Maquiavel perguntaria:“Tentaste fugir das coisas que te tornavam odioso e desprezível?”

“Creio que sim. Fui reeleito, fiz minha sucessora, alcancei uma popularidade nunca antes vista na história deste País.”

“Contra quem tem boa reputação, é difícil conspirar e é difícil que seja atacado, enquanto for considerado excelente e reverenciado pelos seus súditos”.

“Pois é, quem ousava falar mal de mim na campanha da Dilma?”

Só tem uma coisa: “Os príncipes devem deixar que outros administrem as decisões impopulares, mantendo para si os atos de graça”. E mais: “Um príncipe deve estimar os nobres, mas não fazer-se odiar pelo povo”.

“Mas no meu governo o povo tinha o que comer e os bancos nunca lucraram tanto…”

“Aqui deve-se notar que o ódio é conquistado seja com as boas obras como com as más. Mas querendo manter o Estado, muitas vezes, um príncipe é forçado a não ser bom.”

“Como assim?”

 “Quando o grupo, seja o povo, os soldados ou os nobres, que julgas precisar para te manter é corrupto, convém que te adaptes ao humor dele para satisfazê-lo. Nesse caso, as boas obras são prejudiciais.”

“Por isso a Dilma caiu.”

“Também, mas não somente. Ninguém te ofende ao te dizer a verdade, no entanto, quando todos se sentem no direito de te dizer a verdade é sinal de que não têm por ti nenhuma reverência. Um príncipe prudente deve eleger homens sábios para o seu governo e só a eles deve permitir que digam a verdade e só a respeito do que lhes perguntar e nada mais. Mas deve lhes perguntar sobre tudo, ouvir a opinião deles para depois deliberar sozinho, como achar certo.”

“Bom, ainda tem jeito?”

“Um príncipe, que não seja sábio por si mesmo, não pode ser bem aconselhado”. Perceba: as minorias divididas e dispersas não causarão danos. Se o contrário é verdadeiro, une teu povo e faça o que tem que ser feito. “Os homens são ingratos, volúveis e ávidos de lucro.” Que preferes, ser amado ou temido? Desde já te aviso: “é muito mais seguro ser temido do que amado”.
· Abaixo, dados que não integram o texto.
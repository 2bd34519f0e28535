// SPDX-FileCopyrightText: 2026 Passdb Contributors
// SPDX-License-Identifier: MIT OR Apache-2.0

//! Name to storage identifier lookup.
//!
//! A record for `name` lives at `<dir>/<hex(sha256(lowercase(name)))>.<ext>`.
//! The lookup index remembers which names were stored so they can be
//! searched. [`PersistedIndex`] keeps the table in its own encrypted record
//! file, [`DerivedIndex`] rebuilds it from the directory listing on every
//! open and only knows identifiers.

use std::collections::{BTreeMap, BTreeSet};
use std::fmt;
use std::path::{Path, PathBuf};

use passdb_config::IndexMode;
use passdb_core::PassdbError;
use sha2::{Digest, Sha256};
use tracing::debug;

use crate::kdf::MasterSecret;
use crate::record::RecordCodec;

/// File stem of the persisted lookup table.
pub const LOOKUP_STEM: &str = "lookup";

/// Storage identifier of a name: hex SHA-256 of the lowercased name.
pub fn identifier_for(name: &str) -> String {
    hex::encode(Sha256::digest(name.to_lowercase().as_bytes()))
}

/// True for 64 lowercase hex characters.
pub fn is_identifier(candidate: &str) -> bool {
    candidate.len() == 64
        && candidate
            .bytes()
            .all(|b| b.is_ascii_digit() || (b'a'..=b'f').contains(&b))
}

/// Where record files and the lookup file live.
#[derive(Debug, Clone, PartialEq, Eq)]
pub struct VaultLayout {
    dir: PathBuf,
    extension: String,
}

impl VaultLayout {
    pub fn new(dir: impl Into<PathBuf>, extension: impl Into<String>) -> Self {
        let extension = extension.into();
        Self {
            dir: dir.into(),
            extension: extension.trim_start_matches('.').to_string(),
        }
    }

    pub fn dir(&self) -> &Path {
        &self.dir
    }

    pub fn extension(&self) -> &str {
        &self.extension
    }

    pub fn record_path(&self, identifier: &str) -> PathBuf {
        self.dir.join(format!("{identifier}.{}", self.extension))
    }

    pub fn lookup_path(&self) -> PathBuf {
        self.record_path(LOOKUP_STEM)
    }

    /// Identifiers of every record file in the directory.
    ///
    /// Skips the lookup file, hidden files (temp files and the lock file) and
    /// anything that is not a regular file with the configured extension.
    pub fn record_ids(&self) -> Result<BTreeSet<String>, PassdbError> {
        let suffix = format!(".{}", self.extension);
        let mut ids = BTreeSet::new();

        let entries = std::fs::read_dir(&self.dir).map_err(|e| PassdbError::io(&self.dir, e))?;
        for entry in entries {
            let entry = entry.map_err(|e| PassdbError::io(&self.dir, e))?;
            let file_type = entry
                .file_type()
                .map_err(|e| PassdbError::io(entry.path(), e))?;
            if !file_type.is_file() {
                continue;
            }
            let file_name = entry.file_name();
            let Some(file_name) = file_name.to_str() else {
                continue;
            };
            if file_name.starts_with('.') {
                continue;
            }
            if let Some(stem) = file_name.strip_suffix(&suffix)
                && !stem.is_empty()
                && stem != LOOKUP_STEM
            {
                ids.insert(stem.to_string());
            }
        }
        Ok(ids)
    }
}

/// Maps names to storage identifiers.
pub trait LookupIndex: fmt::Debug {
    fn mode(&self) -> IndexMode;

    /// Identifier stored for `name`, if any. Names are compared lowercased.
    fn resolve(&self, name: &str) -> Option<String>;

    fn insert(&mut self, name: &str, identifier: &str);

    /// Write the index back to disk.
    fn persist(&self, secret: &MasterSecret) -> Result<(), PassdbError>;

    /// All `(name, identifier)` pairs sorted by name.
    fn entries(&self) -> Vec<(String, String)>;
}

/// Build the index selected by `mode`.
pub fn open_index(
    mode: IndexMode,
    layout: &VaultLayout,
    codec: RecordCodec,
    secret: &MasterSecret,
) -> Result<Box<dyn LookupIndex>, PassdbError> {
    match mode {
        IndexMode::Persisted => Ok(Box::new(PersistedIndex::load(
            layout.clone(),
            codec,
            secret,
        )?)),
        IndexMode::Derived => Ok(Box::new(DerivedIndex::scan(layout)?)),
    }
}

/// Encrypted `lookup.<ext>` table, rewritten in full on every persist.
#[derive(Debug)]
pub struct PersistedIndex {
    layout: VaultLayout,
    codec: RecordCodec,
    table: BTreeMap<String, String>,
}

impl PersistedIndex {
    /// Decrypt the lookup file. A missing file is an empty index.
    pub fn load(
        layout: VaultLayout,
        codec: RecordCodec,
        secret: &MasterSecret,
    ) -> Result<Self, PassdbError> {
        let path = layout.lookup_path();
        let table = match codec.read_payload::<BTreeMap<String, String>>(secret, &path) {
            Ok(table) => table,
            Err(e) if e.is_not_found() => {
                debug!(path = %path.display(), "no lookup file, starting empty");
                BTreeMap::new()
            }
            Err(e) => return Err(e),
        };
        debug!(entries = table.len(), "lookup index loaded");
        Ok(Self {
            layout,
            codec,
            table,
        })
    }

    pub fn len(&self) -> usize {
        self.table.len()
    }

    pub fn is_empty(&self) -> bool {
        self.table.is_empty()
    }
}

impl LookupIndex for PersistedIndex {
    fn mode(&self) -> IndexMode {
        IndexMode::Persisted
    }

    fn resolve(&self, name: &str) -> Option<String> {
        self.table.get(&name.to_lowercase()).cloned()
    }

    fn insert(&mut self, name: &str, identifier: &str) {
        self.table
            .insert(name.to_lowercase(), identifier.to_string());
    }

    fn persist(&self, secret: &MasterSecret) -> Result<(), PassdbError> {
        self.codec
            .write_payload(secret, &self.layout.lookup_path(), &self.table)
    }

    fn entries(&self) -> Vec<(String, String)> {
        self.table
            .iter()
            .map(|(name, id)| (name.clone(), id.clone()))
            .collect()
    }
}

/// Index built from the record files present when the vault was opened.
///
/// Every file stem is both name and identifier. Nothing is stored, so
/// `insert` and `persist` do nothing.
#[derive(Debug)]
pub struct DerivedIndex {
    ids: BTreeSet<String>,
}

impl DerivedIndex {
    pub fn scan(layout: &VaultLayout) -> Result<Self, PassdbError> {
        let ids = layout.record_ids()?;
        debug!(entries = ids.len(), "lookup index derived from directory");
        Ok(Self { ids })
    }
}

impl LookupIndex for DerivedIndex {
    fn mode(&self) -> IndexMode {
        IndexMode::Derived
    }

    fn resolve(&self, name: &str) -> Option<String> {
        let name = name.to_lowercase();
        self.ids.contains(&name).then_some(name)
    }

    fn insert(&mut self, _name: &str, _identifier: &str) {}

    fn persist(&self, _secret: &MasterSecret) -> Result<(), PassdbError> {
        Ok(())
    }

    fn entries(&self) -> Vec<(String, String)> {
        self.ids.iter().map(|id| (id.clone(), id.clone())).collect()
    }
}

#[cfg(test)]
mod tests {
    use super::*;
    use crate::kdf::KdfParams;

    fn codec() -> RecordCodec {
        RecordCodec::new(KdfParams::new(4, 8, 1))
    }

    fn secret() -> MasterSecret {
        MasterSecret::from(b"hunter2".to_vec())
    }

    #[test]
    fn identifier_is_case_insensitive_sha256() {
        assert_eq!(identifier_for("github"), identifier_for("GitHub"));
        // sha256("abc")
        assert_eq!(
            identifier_for("ABC"),
            "ba7816bf8f01cfea414140de5dae2223b00361a396177a9cb410ff61f20015ad"
        );
        assert!(is_identifier(&identifier_for("aws")));
    }

    #[test]
    fn identifier_validation() {
        assert!(is_identifier(&"a".repeat(64)));
        assert!(!is_identifier(&"A".repeat(64)));
        assert!(!is_identifier(&"a".repeat(63)));
        assert!(!is_identifier(&format!("../{}", "a".repeat(61))));
    }

    #[test]
    fn layout_paths() {
        let layout = VaultLayout::new("creds.d", ".json.enc");
        assert_eq!(layout.extension(), "json.enc");
        assert_eq!(
            layout.record_path("abc"),
            Path::new("creds.d").join("abc.json.enc")
        );
        assert_eq!(
            layout.lookup_path(),
            Path::new("creds.d").join("lookup.json.enc")
        );
    }

    #[test]
    fn record_ids_skip_lookup_hidden_and_foreign_files() {
        let dir = tempfile::tempdir().unwrap();
        let layout = VaultLayout::new(dir.path(), "json.enc");
        for name in [
            "aaa.json.enc",
            "bbb.json.enc",
            "lookup.json.enc",
            ".passdb.lock",
            ".passdb-123.tmp",
            ".hidden.json.enc",
            "notes.txt",
        ] {
            std::fs::write(dir.path().join(name), b"x").unwrap();
        }
        std::fs::create_dir(dir.path().join("sub.json.enc")).unwrap();

        let ids: Vec<_> = layout.record_ids().unwrap().into_iter().collect();
        assert_eq!(ids, vec!["aaa".to_string(), "bbb".to_string()]);
    }

    #[test]
    fn persisted_index_starts_empty_and_roundtrips() {
        let dir = tempfile::tempdir().unwrap();
        let layout = VaultLayout::new(dir.path(), "json.enc");

        let mut index = PersistedIndex::load(layout.clone(), codec(), &secret()).unwrap();
        assert!(index.is_empty());

        index.insert("GitHub", &identifier_for("github"));
        index.insert("aws", &identifier_for("aws"));
        index.persist(&secret()).unwrap();
        assert!(layout.lookup_path().exists());

        let reloaded = PersistedIndex::load(layout, codec(), &secret()).unwrap();
        assert_eq!(reloaded.len(), 2);
        assert_eq!(reloaded.resolve("GITHUB"), Some(identifier_for("github")));
        let names: Vec<_> = reloaded.entries().into_iter().map(|(n, _)| n).collect();
        assert_eq!(names, vec!["aws", "github"]);
    }

    #[test]
    fn persisted_index_rejects_wrong_secret() {
        let dir = tempfile::tempdir().unwrap();
        let layout = VaultLayout::new(dir.path(), "json.enc");
        let mut index = PersistedIndex::load(layout.clone(), codec(), &secret()).unwrap();
        index.insert("github", &identifier_for("github"));
        index.persist(&secret()).unwrap();

        let wrong = MasterSecret::from(b"hunter3".to_vec());
        let err = PersistedIndex::load(layout, codec(), &wrong).unwrap_err();
        assert!(err.is_invalid_master_secret());
    }

    #[test]
    fn derived_index_resolves_identifiers_only() {
        let dir = tempfile::tempdir().unwrap();
        let layout = VaultLayout::new(dir.path(), "json.enc");
        let id = identifier_for("github");
        std::fs::write(layout.record_path(&id), b"x").unwrap();

        let mut index = DerivedIndex::scan(&layout).unwrap();
        assert_eq!(index.mode(), IndexMode::Derived);
        assert_eq!(index.resolve(&id), Some(id.clone()));
        assert_eq!(index.resolve("github"), None);

        index.insert("aws", &identifier_for("aws"));
        index.persist(&secret()).unwrap();
        assert_eq!(index.entries(), vec![(id.clone(), id)]);
        assert!(!layout.lookup_path().exists());
    }

    #[test]
    fn open_index_selects_implementation() {
        let dir = tempfile::tempdir().unwrap();
        let layout = VaultLayout::new(dir.path(), "json.enc");

        let persisted = open_index(IndexMode::Persisted, &layout, codec(), &secret()).unwrap();
        assert_eq!(persisted.mode(), IndexMode::Persisted);
        let derived = open_index(IndexMode::Derived, &layout, codec(), &secret()).unwrap();
        assert_eq!(derived.mode(), IndexMode::Derived);
    }
}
Pensativo, o presidente rebate:

“Pois te respondo, Maquiavel, com tuas próprias palavras: ‘As amizades que se conquistam com dinheiro e não com grandeza e nobreza de alma não são certas, não podem ser usadas. Os homens têm menos pudor em ofender alguém que se faça amar do que alguém que se faça temer’. Me ponho nos braços do povo, sem medo, porque o povo me ama, e por sua vontade soberana a justiça será feita.”